Exercise data START
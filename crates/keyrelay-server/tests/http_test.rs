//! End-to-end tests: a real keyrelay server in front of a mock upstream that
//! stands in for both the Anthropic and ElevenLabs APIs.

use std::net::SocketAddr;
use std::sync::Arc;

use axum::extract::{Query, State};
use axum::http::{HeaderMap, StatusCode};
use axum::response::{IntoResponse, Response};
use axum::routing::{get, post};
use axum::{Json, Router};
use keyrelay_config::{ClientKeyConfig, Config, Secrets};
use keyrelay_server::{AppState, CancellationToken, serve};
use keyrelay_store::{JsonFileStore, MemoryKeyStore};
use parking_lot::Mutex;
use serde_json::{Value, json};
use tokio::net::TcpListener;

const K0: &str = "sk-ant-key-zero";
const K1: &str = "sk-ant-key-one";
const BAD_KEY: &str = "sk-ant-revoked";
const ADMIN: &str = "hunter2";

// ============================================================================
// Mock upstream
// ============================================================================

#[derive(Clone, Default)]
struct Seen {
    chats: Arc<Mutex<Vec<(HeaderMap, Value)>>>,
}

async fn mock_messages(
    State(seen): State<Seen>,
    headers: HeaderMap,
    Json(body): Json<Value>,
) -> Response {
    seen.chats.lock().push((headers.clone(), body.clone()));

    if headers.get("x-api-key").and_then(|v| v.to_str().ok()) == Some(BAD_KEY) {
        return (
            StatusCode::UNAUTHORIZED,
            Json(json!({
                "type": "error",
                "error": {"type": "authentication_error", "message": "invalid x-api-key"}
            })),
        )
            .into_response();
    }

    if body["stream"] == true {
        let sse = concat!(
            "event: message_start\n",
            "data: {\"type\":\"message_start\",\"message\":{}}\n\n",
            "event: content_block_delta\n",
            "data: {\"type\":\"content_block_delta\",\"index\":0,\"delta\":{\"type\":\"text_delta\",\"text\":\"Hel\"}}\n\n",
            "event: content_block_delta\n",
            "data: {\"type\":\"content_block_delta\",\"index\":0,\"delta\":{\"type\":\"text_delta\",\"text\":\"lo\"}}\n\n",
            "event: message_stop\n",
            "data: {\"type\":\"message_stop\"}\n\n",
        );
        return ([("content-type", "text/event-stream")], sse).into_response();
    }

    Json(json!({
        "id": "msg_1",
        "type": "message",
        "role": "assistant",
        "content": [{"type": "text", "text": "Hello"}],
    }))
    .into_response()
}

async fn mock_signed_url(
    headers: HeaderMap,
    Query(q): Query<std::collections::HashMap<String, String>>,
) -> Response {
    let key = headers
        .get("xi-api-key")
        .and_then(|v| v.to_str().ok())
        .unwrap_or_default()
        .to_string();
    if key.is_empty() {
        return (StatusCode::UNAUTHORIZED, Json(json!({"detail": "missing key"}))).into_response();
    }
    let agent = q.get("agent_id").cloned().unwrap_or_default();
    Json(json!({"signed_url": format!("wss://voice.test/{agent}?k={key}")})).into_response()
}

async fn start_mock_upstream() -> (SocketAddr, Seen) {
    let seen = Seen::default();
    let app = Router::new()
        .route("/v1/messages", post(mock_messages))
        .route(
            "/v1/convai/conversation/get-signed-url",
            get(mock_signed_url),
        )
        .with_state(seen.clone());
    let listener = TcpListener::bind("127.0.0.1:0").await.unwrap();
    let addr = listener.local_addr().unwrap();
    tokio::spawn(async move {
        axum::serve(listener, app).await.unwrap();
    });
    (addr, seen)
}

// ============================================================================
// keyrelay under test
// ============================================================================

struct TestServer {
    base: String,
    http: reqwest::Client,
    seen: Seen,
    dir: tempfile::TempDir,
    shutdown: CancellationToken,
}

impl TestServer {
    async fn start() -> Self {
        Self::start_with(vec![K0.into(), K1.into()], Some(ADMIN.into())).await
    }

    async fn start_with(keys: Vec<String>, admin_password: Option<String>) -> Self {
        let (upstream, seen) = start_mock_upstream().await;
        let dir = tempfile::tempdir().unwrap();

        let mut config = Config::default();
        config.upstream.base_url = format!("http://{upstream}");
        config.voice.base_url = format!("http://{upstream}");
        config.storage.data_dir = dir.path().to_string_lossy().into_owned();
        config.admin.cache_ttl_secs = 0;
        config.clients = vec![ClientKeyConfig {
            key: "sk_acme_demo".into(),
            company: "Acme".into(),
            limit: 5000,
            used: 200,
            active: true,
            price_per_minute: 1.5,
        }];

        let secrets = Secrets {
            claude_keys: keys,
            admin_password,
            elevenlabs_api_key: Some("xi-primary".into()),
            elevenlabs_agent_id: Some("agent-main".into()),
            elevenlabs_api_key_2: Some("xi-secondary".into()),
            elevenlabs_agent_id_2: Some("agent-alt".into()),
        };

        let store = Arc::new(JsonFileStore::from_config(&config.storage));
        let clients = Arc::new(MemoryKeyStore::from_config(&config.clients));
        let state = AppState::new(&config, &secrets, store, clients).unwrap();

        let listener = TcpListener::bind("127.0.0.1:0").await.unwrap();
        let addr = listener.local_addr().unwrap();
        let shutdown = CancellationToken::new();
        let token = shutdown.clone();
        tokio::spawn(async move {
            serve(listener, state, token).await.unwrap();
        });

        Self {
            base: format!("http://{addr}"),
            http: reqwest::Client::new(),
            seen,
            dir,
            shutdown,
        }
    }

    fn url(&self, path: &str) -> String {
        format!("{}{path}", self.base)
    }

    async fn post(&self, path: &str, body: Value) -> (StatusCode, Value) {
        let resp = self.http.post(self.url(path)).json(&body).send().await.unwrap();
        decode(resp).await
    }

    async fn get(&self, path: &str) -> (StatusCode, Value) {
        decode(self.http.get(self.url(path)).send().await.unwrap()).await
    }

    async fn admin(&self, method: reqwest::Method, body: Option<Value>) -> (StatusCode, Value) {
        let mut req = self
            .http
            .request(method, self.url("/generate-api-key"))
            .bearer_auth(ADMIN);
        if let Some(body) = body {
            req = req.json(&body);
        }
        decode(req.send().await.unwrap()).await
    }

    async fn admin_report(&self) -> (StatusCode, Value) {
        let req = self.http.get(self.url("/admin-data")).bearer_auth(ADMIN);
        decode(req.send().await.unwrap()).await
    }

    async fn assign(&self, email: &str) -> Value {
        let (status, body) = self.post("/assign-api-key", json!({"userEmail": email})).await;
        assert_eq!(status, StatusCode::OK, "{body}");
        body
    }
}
Exercise data END
▶ How to complete this task: Whenever the word "post" shows up in a line of the entries, list that line.

▶ Expected answer:
use axum::routing::{get, post};
        .route("/v1/messages", post(mock_messages))
    async fn post(&self, path: &str, body: Value) -> (StatusCode, Value) {
        let resp = self.http.post(self.url(path)).json(&body).send().await.unwrap();
        let (status, body) = self.post("/assign-api-key", json!({"userEmail": email})).await;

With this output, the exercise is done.